Il romanzo di Sebastian Barry, celebrato scrittore irlandese, tradotto per Einaudi da Anna Rusconi, è una magnifica prova di scrittura dall’andamento classico, attento ai particolari e alle descrizioni dello scabro eppure impressionante paesaggio delle scogliere dublinesi, scrittura emotiva e insieme sorvegliata, come lo sono i caratteri dei personaggi, riservati e premurosi, solitari e benevoli, figure pubbliche (poliziotti) con un privato altruistico o invece ammirati ecclesiastici dai trascorsi inconfessabili.

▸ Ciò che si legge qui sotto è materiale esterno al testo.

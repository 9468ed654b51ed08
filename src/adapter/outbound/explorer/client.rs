//! HTTP client for the explorer's contract verification API.
//!
//! All three calls hit `{base}/api`; the operation is selected by the
//! `module`/`action` query parameters (GET) or body fields (POST).

use std::time::Duration;

use async_trait::async_trait;
use reqwest::{Client as HttpClient, RequestBuilder};
use serde::de::DeserializeOwned;
use serde_json::Value;
use tracing::{debug, warn};

use super::dto::{Envelope, ExistingVerification, JobStatus, SubmittedJob};
use crate::domain::VerificationRequestBody;
use crate::error::{NetworkError, Result};
use crate::port::ExplorerApi;

const LOOKUP: &str = "getVerification";
const SUBMIT: &str = "verify";
const POLL: &str = "getVerificationResult";

/// Default per-request timeout.
pub const DEFAULT_TIMEOUT: Duration = Duration::from_secs(30);

/// Explorer verification API over HTTP.
#[derive(Debug, Clone)]
pub struct HttpExplorerClient {
    http: HttpClient,
}

impl Default for HttpExplorerClient {
    fn default() -> Self {
        Self::new(DEFAULT_TIMEOUT)
    }
}

impl HttpExplorerClient {
    #[must_use]
    pub fn new(timeout: Duration) -> Self {
        let http = HttpClient::builder()
            .timeout(timeout)
            .build()
            .unwrap_or_else(|err| {
                warn!(error = %err, "Failed to build HTTP client, using defaults");
                HttpClient::new()
            });
        Self { http }
    }

    async fn fetch<T: DeserializeOwned>(
        &self,
        endpoint: &'static str,
        request: RequestBuilder,
    ) -> Result<T> {
        let response = request
            .send()
            .await
            .map_err(|source| NetworkError::Request {
                endpoint: endpoint.to_string(),
                source,
            })?;

        let status = response.status();
        if !status.is_success() {
            return Err(NetworkError::Status {
                endpoint: endpoint.to_string(),
                status: status.as_u16(),
            }
            .into());
        }

        let body = response
            .bytes()
            .await
            .map_err(|source| NetworkError::Request {
                endpoint: endpoint.to_string(),
                source,
            })?;
        serde_json::from_slice(&body).map_err(|e| {
            NetworkError::MalformedResponse {
                endpoint: endpoint.to_string(),
                reason: e.to_string(),
            }
            .into()
        })
    }
}

fn api_url(base_url: &str) -> String {
    format!("{}/api", base_url.trim_end_matches('/'))
}

#[async_trait]
impl ExplorerApi for HttpExplorerClient {
    async fn existing_verification(
        &self,
        base_url: &str,
        address: &str,
    ) -> Result<Option<Value>> {
        let request = self.http.get(api_url(base_url)).query(&[
            ("module", "verificationResults"),
            ("action", LOOKUP),
            ("address", address),
        ]);
        let body: ExistingVerification = self.fetch(LOOKUP, request).await?;
        Ok(body.into_existing())
    }

    async fn submit_verification(
        &self,
        base_url: &str,
        body: &VerificationRequestBody,
    ) -> Result<String> {
        let request = self.http.post(api_url(base_url)).json(body);
        let envelope: Envelope<SubmittedJob> = self.fetch(SUBMIT, request).await?;
        let job = envelope.data.ok_or_else(|| NetworkError::MalformedResponse {
            endpoint: SUBMIT.to_string(),
            reason: "missing data._id".to_string(),
        })?;
        debug!(job_id = %job.id, "Verification job accepted");
        Ok(job.id)
    }

    async fn verification_result(&self, base_url: &str, job_id: &str) -> Result<Option<bool>> {
        let request = self.http.get(api_url(base_url)).query(&[
            ("module", "contractVerifier"),
            ("action", POLL),
            ("id", job_id),
        ]);
        let envelope: Envelope<JobStatus> = self.fetch(POLL, request).await?;
        Ok(envelope.data.and_then(|status| status.outcome()))
    }
}

#[cfg(test)]
mod tests {
    use super::*;
    use crate::domain::VerificationArtifact;
    use crate::error::Error;
    use crate::testkit::fixtures;
    use serde_json::json;
    use wiremock::matchers::{body_partial_json, method, path, query_param};
    use wiremock::{Mock, MockServer, ResponseTemplate};

    fn body() -> VerificationRequestBody {
        let artifact = VerificationArtifact::from_json(&fixtures::artifact()).unwrap();
        VerificationRequestBody::new(fixtures::contract_address(), "Counter", artifact, &[])
    }

    #[tokio::test]
    async fn lookup_returns_data_when_verified() {
        let server = MockServer::start().await;
        Mock::given(method("GET"))
            .and(path("/api"))
            .and(query_param("module", "verificationResults"))
            .and(query_param("action", "getVerification"))
            .and(query_param(
                "address",
                "0xc0ffee000000000000000000000000000000c0de",
            ))
            .respond_with(
                ResponseTemplate::new(200).set_body_json(json!({ "data": { "name": "Counter" } })),
            )
            .expect(1)
            .mount(&server)
            .await;

        let client = HttpExplorerClient::default();
        let existing = client
            .existing_verification(&server.uri(), "0xc0ffee000000000000000000000000000000c0de")
            .await
            .unwrap();
        assert_eq!(existing, Some(json!({ "name": "Counter" })));
    }

    #[tokio::test]
    async fn lookup_null_data_is_unverified() {
        let server = MockServer::start().await;
        Mock::given(method("GET"))
            .and(path("/api"))
            .respond_with(ResponseTemplate::new(200).set_body_json(json!({ "data": null })))
            .mount(&server)
            .await;

        let client = HttpExplorerClient::default();
        let existing = client
            .existing_verification(&server.uri(), "0xabc")
            .await
            .unwrap();
        assert!(existing.is_none());
    }

    #[tokio::test]
    async fn lookup_without_data_field_counts_as_verified() {
        let server = MockServer::start().await;
        Mock::given(method("GET"))
            .and(path("/api"))
            .respond_with(
                ResponseTemplate::new(200)
                    .set_body_json(json!({ "status": "0", "message": "NOTOK" })),
            )
            .mount(&server)
            .await;

        let client = HttpExplorerClient::default();
        let existing = client
            .existing_verification(&server.uri(), "0xabc")
            .await
            .unwrap();
        assert!(existing.is_some());
    }

    #[tokio::test]
    async fn submit_posts_body_and_returns_job_id() {
        let server = MockServer::start().await;
        Mock::given(method("POST"))
            .and(path("/api"))
            .and(body_partial_json(json!({
                "module": "contractVerifier",
                "action": "verify",
                "getDelayed": true,
                "params": { "request": { "name": "Counter", "version": "0.8.24+commit.e11b9ed9" } }
            })))
            .respond_with(ResponseTemplate::new(200).set_body_json(json!({ "data": { "_id": "job1" } })))
            .expect(1)
            .mount(&server)
            .await;

        let client = HttpExplorerClient::default();
        let job_id = client
            .submit_verification(&format!("{}/", server.uri()), &body())
            .await
            .unwrap();
        assert_eq!(job_id, "job1");
    }

    #[tokio::test]
    async fn submit_rejection_is_a_status_error() {
        let server = MockServer::start().await;
        Mock::given(method("POST"))
            .and(path("/api"))
            .respond_with(ResponseTemplate::new(400))
            .mount(&server)
            .await;

        let client = HttpExplorerClient::default();
        let err = client
            .submit_verification(&server.uri(), &body())
            .await
            .unwrap_err();
        assert!(matches!(
            err,
            Error::Network(NetworkError::Status { status: 400, .. })
        ));
    }

    #[tokio::test]
    async fn submit_without_job_id_is_malformed() {
        let server = MockServer::start().await;
        Mock::given(method("POST"))
            .and(path("/api"))
            .respond_with(ResponseTemplate::new(200).set_body_json(json!({ "data": null })))
            .mount(&server)
            .await;

        let client = HttpExplorerClient::default();
        let err = client
            .submit_verification(&server.uri(), &body())
            .await
            .unwrap_err();
        assert!(matches!(
            err,
            Error::Network(NetworkError::MalformedResponse { .. })
        ));
        assert!(!err.is_transient());
    }

    #[tokio::test]
    async fn poll_reads_match_flag() {
        let server = MockServer::start().await;
        Mock::given(method("GET"))
            .and(path("/api"))
            .and(query_param("module", "contractVerifier"))
            .and(query_param("action", "getVerificationResult"))
            .and(query_param("id", "job1"))
            .respond_with(ResponseTemplate::new(200).set_body_json(json!({ "data": { "match": false } })))
            .mount(&server)
            .await;

        let client = HttpExplorerClient::default();
        let result = client.verification_result(&server.uri(), "job1").await.unwrap();
        assert_eq!(result, Some(false));
    }

    #[tokio::test]
    async fn poll_without_match_is_pending() {
        let server = MockServer::start().await;
        Mock::given(method("GET"))
            .and(path("/api"))
            .respond_with(
                ResponseTemplate::new(200).set_body_json(json!({ "data": { "status": "queued" } })),
            )
            .mount(&server)
            .await;

        let client = HttpExplorerClient::default();
        let result = client.verification_result(&server.uri(), "job1").await.unwrap();
        assert_eq!(result, None);
    }

    #[tokio::test]
    async fn poll_null_match_is_a_finished_mismatch() {
        let server = MockServer::start().await;
        Mock::given(method("GET"))
            .and(path("/api"))
            .respond_with(ResponseTemplate::new(200).set_body_json(json!({ "data": { "match": null } })))
            .expect(1)
            .mount(&server)
            .await;

        let client = HttpExplorerClient::default();
        let result = client.verification_result(&server.uri(), "job1").await.unwrap();
        assert_eq!(result, Some(false));
    }

    #[tokio::test]
    async fn poll_server_error_is_transient() {
        let server = MockServer::start().await;
        Mock::given(method("GET"))
            .and(path("/api"))
            .respond_with(ResponseTemplate::new(503))
            .mount(&server)
            .await;

        let client = HttpExplorerClient::default();
        let err = client
            .verification_result(&server.uri(), "job1")
            .await
            .unwrap_err();
        assert!(err.is_transient());
    }

    #[tokio::test]
    async fn non_json_body_is_malformed() {
        let server = MockServer::start().await;
        Mock::given(method("GET"))
            .and(path("/api"))
            .respond_with(ResponseTemplate::new(200).set_body_string("<html>busy</html>"))
            .mount(&server)
            .await;

        let client = HttpExplorerClient::default();
        let err = client
            .verification_result(&server.uri(), "job1")
            .await
            .unwrap_err();
        assert!(matches!(
            err,
            Error::Network(NetworkError::MalformedResponse { .. })
        ));
    }
}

È difficile la vita nel paese diviso da confessioni religiose in guerra fra loro da secoli, ma è difficile anche la morte, quando si presenta nei modi violenti che toccano alla famiglia del protagonista, Tom Kettle, il poliziotto in pensione che sa piangere, e che, prigioniero di un passato che non passa, finisce per confondere la realtà con i fantasmi della sua mente, e trovare, nel ricordo della felicità d’un tempo, la coscienza di avere vissuto “un tale strano privilegio. Una tale indomita bellezza”.